Needless to say, I haven't been able to get my mind off of him since. I scrolled down on my blog today to see if the post with his picture had been archived because I"m not sure I can stand to see it every time I open the site. Should I take down his picture on my fireplace mantel (a picture I placed there no more than a week before he died?)? I'm not sure. Part of me thinks it's good to remember him and part of me thinks maybe not just yet.

It's gotten past the point where I can really talk about it with people. Few of my close friends realize how hard his death hit me, that I think about it every single day, that I still cry when I write about it. In a world where things don't feel at all certain, I had just taken it for granted that he'd just BE there. I mean, where do dogs go? People go, but dogs? And people's deaths throw you for a loop, but a dog? And yet I find myself obsessing over this more than I have with most people who have passed away-- I'm having a hard time filing it away in my ever shifting concept of 'what happens next'. And simply put, I really miss him. I miss the safety I felt around him. I miss his innocence. I miss how when I'd play with his ears and pet his stomach I could forget just how fucked up the rest of the world is. I would tell my dad how Pele "is love". He just seemed like love embodied to me. So do I have to get another dog to feel that sort of love again?
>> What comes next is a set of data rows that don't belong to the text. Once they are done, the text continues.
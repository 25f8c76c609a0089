//! A single logged observation with a multiplier.

use serde::{Deserialize, Serialize};
use tally_style::Theme;

/// A `(style, label)` pair describing one qualitative note.
///
/// `style` names the [`Topic`](tally_style::Topic) this note is tallied
/// under; it is a domain id, not a collection key.
#[derive(Debug, Clone, PartialEq, Eq, Serialize, Deserialize)]
pub struct Observation {
    /// Topic id this note counts against.
    pub style: String,
    /// Free-form note text.
    pub label: String,
}

impl Observation {
    /// Create an observation.
    #[must_use]
    pub fn new(style: impl Into<String>, label: impl Into<String>) -> Self {
        Self {
            style: style.into(),
            label: label.into(),
        }
    }
}

/// A persisted observation plus a point-count multiplier.
#[derive(Debug, Clone, PartialEq, Eq, Serialize, Deserialize)]
pub struct Record {
    /// How many times this observation counts.
    pub multiplier: i32,
    /// The underlying note.
    pub observation: Observation,
}

/// Messages that edit one record.
#[derive(Debug, Clone, Copy, PartialEq, Eq)]
pub enum RecordMsg {
    /// Count this observation once more.
    Increment,
    /// Count it once less; floored at 1 so a logged note never scores
    /// backwards or silently disappears (deleting is the group's job).
    Decrement,
}

impl Record {
    /// Create a record.
    #[must_use]
    pub fn new(multiplier: i32, observation: Observation) -> Self {
        Self {
            multiplier,
            observation,
        }
    }

    /// Apply a message, returning the edited record.
    #[must_use]
    pub fn update(mut self, msg: RecordMsg) -> Self {
        match msg {
            RecordMsg::Increment => self.multiplier += 1,
            RecordMsg::Decrement => self.multiplier = (self.multiplier - 1).max(1),
        }
        self
    }

    /// Point value under a theme: topic weight × multiplier.
    ///
    /// A stale style id scores through [`Topic::fallback`]
    /// (weight 0), never an error.
    ///
    /// [`Topic::fallback`]: tally_style::Topic::fallback
    #[must_use]
    pub fn value(&self, theme: &Theme) -> i32 {
        theme.lookup(&self.observation.style).weight * self.multiplier
    }
}

#[cfg(test)]
mod tests {
    use super::*;

    #[test]
    fn value_multiplies_topic_weight() {
        let theme = Theme::default();
        let record = Record::new(3, Observation::new("delta", "late"));
        assert_eq!(record.value(&theme), -3);
    }

    #[test]
    fn value_of_stale_style_is_zero() {
        let theme = Theme::default();
        let record = Record::new(5, Observation::new("ghost", "?"));
        assert_eq!(record.value(&theme), 0);
    }

    #[test]
    fn increment_and_decrement() {
        let record = Record::new(1, Observation::new("obs", "good"));
        let up = record.clone().update(RecordMsg::Increment);
        assert_eq!(up.multiplier, 2);
        assert_eq!(up.update(RecordMsg::Decrement).multiplier, 1);
    }

    #[test]
    fn decrement_floors_at_one() {
        let record = Record::new(1, Observation::new("obs", "good"));
        assert_eq!(record.update(RecordMsg::Decrement).multiplier, 1);
    }

    #[test]
    fn round_trips_through_json() {
        let record = Record::new(2, Observation::new("obs", "nice"));
        let json = serde_json::to_string(&record).unwrap();
        let back: Record = serde_json::from_str(&json).unwrap();
        assert_eq!(back, record);
    }
}
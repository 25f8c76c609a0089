#![forbid(unsafe_code)]

//! Immutable state machines for tallyboard.
//!
//! Three layered entities each own one level of nested state: a [`Quiz`] owns
//! an ordered, keyed collection of [`Group`]s; a group owns a keyed collection
//! of [`Record`]s plus a per-topic defaults tally; the sibling
//! [`Theme`](tally_style::Theme) configures how records score. Every `update`
//! is a pure, total function from `(message, state)` to a fresh state — the
//! rendering layer dispatches one message at a time and re-renders from the
//! returned snapshot.
//!
//! Routing is by stable key: [`QuizMsg::UpdateGroup`] addresses a group by
//! [`Key`], [`GroupMsg::UpdateRecord`] addresses a record by key, and a stale
//! key at any level is a silent no-op.

pub mod codec;
pub mod group;
pub mod keyed;
pub mod quiz;
pub mod record;
pub mod settings;

pub use codec::{CodecError, CodecResult};
pub use group::{Group, GroupMsg};
pub use keyed::{Key, KeyedList};
pub use quiz::{Quiz, QuizMsg};
pub use record::{Observation, Record, RecordMsg};
pub use settings::Settings;
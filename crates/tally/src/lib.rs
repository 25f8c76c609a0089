#![forbid(unsafe_code)]

//! Tallyboard public facade crate.
//!
//! Re-exports the stable surface of the state engine for callers (the
//! rendering/dispatch layer and the persistence collaborator) and offers a
//! lightweight prelude for day-to-day usage.

// --- Model re-exports ------------------------------------------------------

pub use tally_model::codec::{
    self, CodecError, CodecResult, decode_group, decode_quiz, decode_record, decode_theme,
    encode_group, encode_quiz, encode_record, encode_theme,
};
pub use tally_model::{
    Group, GroupMsg, Key, KeyedList, Observation, Quiz, QuizMsg, Record, RecordMsg, Settings,
};

// --- Style re-exports ------------------------------------------------------

pub use tally_style::{Color, ColorPair, StyleMsg, Theme, ThemeMsg, Topic, presets};

/// Convenience prelude: `use tally::prelude::*;`
pub mod prelude {
    pub use crate::{
        Group, GroupMsg, Key, Observation, Quiz, QuizMsg, Record, RecordMsg, Settings, StyleMsg,
        Theme, ThemeMsg, Topic,
    };
}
And how disturbing is it that I got that love from a dog and not from a proper adult relationship?

Ok, glad I posted b/c now I got the tears out of my system. They've been aching to come out and now they did. Relief.

What I was polling the audience about what you do when you're sad. My personal quick fixes are:

-take a trip to my Top Secret Frozen Yogurt Location. Did this. I even mixed fruit punch and peanut butter yogurts for maximum effect. Nothing.
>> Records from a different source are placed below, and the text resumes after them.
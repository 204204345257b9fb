//! Connection lifecycle management
//!
//! One `ChannelLink` per adapter walks Disconnected → Acquiring → TokenFetch
//! → SocketConnecting → Streaming → Closing → Disconnected. Any failure goes
//! through Failed, runs full resource teardown, and lands back in
//! Disconnected; a link is never left half-open. Open-segment tracking lives
//! in the engine, not here; this module owns devices, sockets, and tasks.

use crate::capture::{
    validate_remote_source, AcquisitionError, ControllerSupport, FocusBehavior, MediaSource,
};
use crate::capture::surface::SurfaceController;
use crate::config::ProviderConfig;
use crate::message::Channel;
use crate::provider::connection::{open_socket, send_configure, spawn_receive_task, spawn_send_task};
use crate::provider::{AdapterEvent, SocketError, TokenFetchError, TokenIssuer};
use futures_util::StreamExt;
use std::time::Duration;
use tokio::sync::mpsc;
use tokio::time::timeout;
use tracing::{debug, info, warn};

/// Connection state for one channel
#[derive(Debug, Clone, Copy, PartialEq, Eq)]
pub enum LifecycleState {
    Disconnected,
    Acquiring,
    TokenFetch,
    SocketConnecting,
    Streaming,
    Closing,
    /// Terminal per attempt; always followed by teardown and Disconnected
    Failed,
}

/// Errors from a connection attempt
#[derive(Debug, thiserror::Error)]
pub enum ConnectError {
    #[error(transparent)]
    Acquisition(#[from] AcquisitionError),

    #[error(transparent)]
    Token(#[from] TokenFetchError),

    #[error(transparent)]
    Socket(#[from] SocketError),
}

/// Lifecycle manager for one adapter's device + socket + tasks
pub struct ChannelLink {
    channel: Channel,
    state: LifecycleState,
    media: Option<Box<dyn MediaSource>>,
    controller: Option<Box<dyn SurfaceController>>,
    close_tx: Option<mpsc::Sender<()>>,
    send_task: Option<tokio::task::JoinHandle<()>>,
    recv_task: Option<tokio::task::JoinHandle<()>>,
    event_tx: mpsc::Sender<AdapterEvent>,
}

impl ChannelLink {
    pub fn new(channel: Channel, event_tx: mpsc::Sender<AdapterEvent>) -> Self {
        Self {
            channel,
            state: LifecycleState::Disconnected,
            media: None,
            controller: None,
            close_tx: None,
            send_task: None,
            recv_task: None,
            event_tx,
        }
    }

    pub fn state(&self) -> LifecycleState {
        self.state
    }

    /// Run the full connect sequence for this channel.
    ///
    /// Remote sources are surface-validated before anything else; a token
    /// fetch failure aborts without a socket attempt. On any error the link
    /// tears down completely and returns to Disconnected.
    pub async fn connect(
        &mut self,
        mut media: Box<dyn MediaSource>,
        token_issuer: &dyn TokenIssuer,
        provider_config: &ProviderConfig,
        session_id: &str,
    ) -> Result<(), ConnectError> {
        if self.state != LifecycleState::Disconnected {
            debug!(channel = %self.channel, "connect ignored, link is {:?}", self.state);
            media.stop();
            return Ok(());
        }

        self.state = LifecycleState::Acquiring;
        if self.channel == Channel::Remote {
            if let Err(e) = validate_remote_source(media.as_mut()) {
                // The validator already stopped the acquired tracks
                return Err(self.fail(e.into()).await);
            }
        }

        match media.take_controller() {
            ControllerSupport::Supported(mut controller) => {
                controller.set_focus_behavior(FocusBehavior::NoFocusChange);
                self.controller = Some(controller);
            }
            ControllerSupport::Unsupported => {
                debug!(channel = %self.channel, "No surface controller available");
            }
        }
        self.media = Some(media);

        self.state = LifecycleState::TokenFetch;
        let token = match token_issuer.issue(session_id, self.channel).await {
            Ok(token) => token,
            Err(e) => return Err(self.fail(e.into()).await),
        };

        self.state = LifecycleState::SocketConnecting;
        let ws_stream = match open_socket(provider_config, &token).await {
            Ok(stream) => stream,
            Err(e) => return Err(self.fail(e.into()).await),
        };

        let (mut ws_sink, ws_stream) = ws_stream.split();
        if let Err(e) = send_configure(&mut ws_sink, provider_config, &token).await {
            return Err(self.fail(e.into()).await);
        }

        let audio_rx = match self.media.as_mut().map(|m| m.start()) {
            Some(Ok(rx)) => rx,
            Some(Err(e)) => return Err(self.fail(e.into()).await),
            None => {
                let e = SocketError::ConnectionError("media source released mid-connect".into());
                return Err(self.fail(e.into()).await);
            }
        };

        let (close_tx, close_rx) = mpsc::channel(1);
        self.close_tx = Some(close_tx);
        self.recv_task = Some(spawn_receive_task(
            ws_stream,
            self.channel,
            self.event_tx.clone(),
        ));
        self.send_task = Some(spawn_send_task(
            ws_sink,
            audio_rx,
            close_rx,
            self.channel,
            provider_config.keep_alive_interval_secs,
        ));

        self.state = LifecycleState::Streaming;
        info!(channel = %self.channel, "Channel streaming");
        Ok(())
    }

    /// User-initiated disconnect. Idempotent: disconnecting a link that is
    /// already down is a no-op.
    pub async fn disconnect(&mut self) {
        if self.state == LifecycleState::Disconnected {
            self.teardown().await;
            return;
        }
        self.state = LifecycleState::Closing;
        self.teardown().await;
        self.state = LifecycleState::Disconnected;
        info!(channel = %self.channel, "Channel disconnected");
    }

    async fn fail(&mut self, error: ConnectError) -> ConnectError {
        warn!(channel = %self.channel, "Connection attempt failed: {}", error);
        self.state = LifecycleState::Failed;
        self.teardown().await;
        self.state = LifecycleState::Disconnected;
        error
    }

    /// Release everything this link holds, in order: media tracks, then the
    /// socket (which retires the keep-alive timer with the send task), then
    /// the controller handle. Every step runs regardless of earlier ones.
    async fn teardown(&mut self) {
        if let Some(mut media) = self.media.take() {
            media.stop();
        }

        if let Some(close_tx) = self.close_tx.take() {
            let _ = close_tx.send(()).await;
        }
        if let Some(task) = self.send_task.take() {
            let _ = task.await;
        }
        if let Some(mut task) = self.recv_task.take() {
            // The receive task ends when the socket closes and emits the
            // channel-closed event; abort if the peer never answers the close.
            if timeout(Duration::from_secs(5), &mut task).await.is_err() {
                warn!(channel = %self.channel, "Receive task did not close in time, aborting");
                task.abort();
                let _ = self
                    .event_tx
                    .send(AdapterEvent::ChannelClosed(self.channel))
                    .await;
            }
        }

        self.controller = None;
    }
}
-listen to 80s music (be afraid that "you can call me Al" is blasting as I type this. Normally I hate this song but something about it feels very cheery to me, perhaps the horn section or a vague recollection of a Chevy Chase cameo in the music video?). Nada.

-read trash websites. I start with UsMagazine's blog and work my way (that's like the AP Wire), then you go to Mollygood, TMZ, etc. Usually reading about other people's dysfunctional lives will cheer me up even the slightest bit. But I don't even have it in me to rejoice at Paris Hilton finally being nailed for endangering the lives of anyone driving anywhere in LA (and oh how many lives that could be)

I even declined a wedding invitation, a law school reunion invitation, AND skipped working out. Sheesh. Apparently there just isn't always a cure for the blues.